◆ Description of the task
Locate "fn default() ->" in the listing below, then output the line holding it and every line after it, exactly and with nothing else.

=======

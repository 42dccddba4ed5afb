use std::fmt;

use serde::{Deserialize, Serialize};
use uuid::Uuid;

use crate::errors::DomainError;

/// 用户唯一标识。
///
/// 由外部身份系统签发的不透明字符串，中继只要求它非空。
#[derive(Debug, Clone, PartialEq, Eq, Hash, Serialize, Deserialize)]
pub struct UserId(String);

impl UserId {
    pub fn parse(value: impl Into<String>) -> Result<Self, DomainError> {
        let value = value.into();
        if value.is_empty() {
            return Err(DomainError::invalid_argument("user_id", "cannot be empty"));
        }
        Ok(Self(value))
    }

    pub fn as_str(&self) -> &str {
        &self.0
    }
}

impl fmt::Display for UserId {
    fn fmt(&self, f: &mut fmt::Formatter<'_>) -> fmt::Result {
        f.write_str(&self.0)
    }
}

impl From<UserId> for String {
    fn from(value: UserId) -> Self {
        value.0
    }
}

/// 广播主题名称。
#[derive(Debug, Clone, PartialEq, Eq, Hash, Serialize, Deserialize)]
pub struct Topic(String);

impl Topic {
    pub fn parse(value: impl Into<String>) -> Result<Self, DomainError> {
        let value = value.into();
        if value.is_empty() {
            return Err(DomainError::invalid_argument("topic", "cannot be empty"));
        }
        Ok(Self(value))
    }

    pub fn as_str(&self) -> &str {
        &self.0
    }
}

impl fmt::Display for Topic {
    fn fmt(&self, f: &mut fmt::Formatter<'_>) -> fmt::Result {
        f.write_str(&self.0)
    }
}

/// 单条物理连接的标识，由服务端生成。
///
/// 同一用户重连时 `UserId` 不变，依靠它区分新旧连接。
#[derive(Debug, Clone, Copy, PartialEq, Eq, Hash, Serialize, Deserialize)]
pub struct ConnectionId(Uuid);

impl ConnectionId {
    pub fn new() -> Self {
        Self(Uuid::new_v4())
    }
}

impl Default for ConnectionId {
    fn default() -> Self {
        Self::new()
    }
}

impl fmt::Display for ConnectionId {
    fn fmt(&self, f: &mut fmt::Formatter<'_>) -> fmt::Result {
        write!(f, "{}", self.0)
    }
}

=======

◆ Output for this task
    fn default() -> Self {
        Self::new()
    }
}

impl fmt::Display for ConnectionId {
    fn fmt(&self, f: &mut fmt::Formatter<'_>) -> fmt::Result {
        write!(f, "{}", self.0)
    }
}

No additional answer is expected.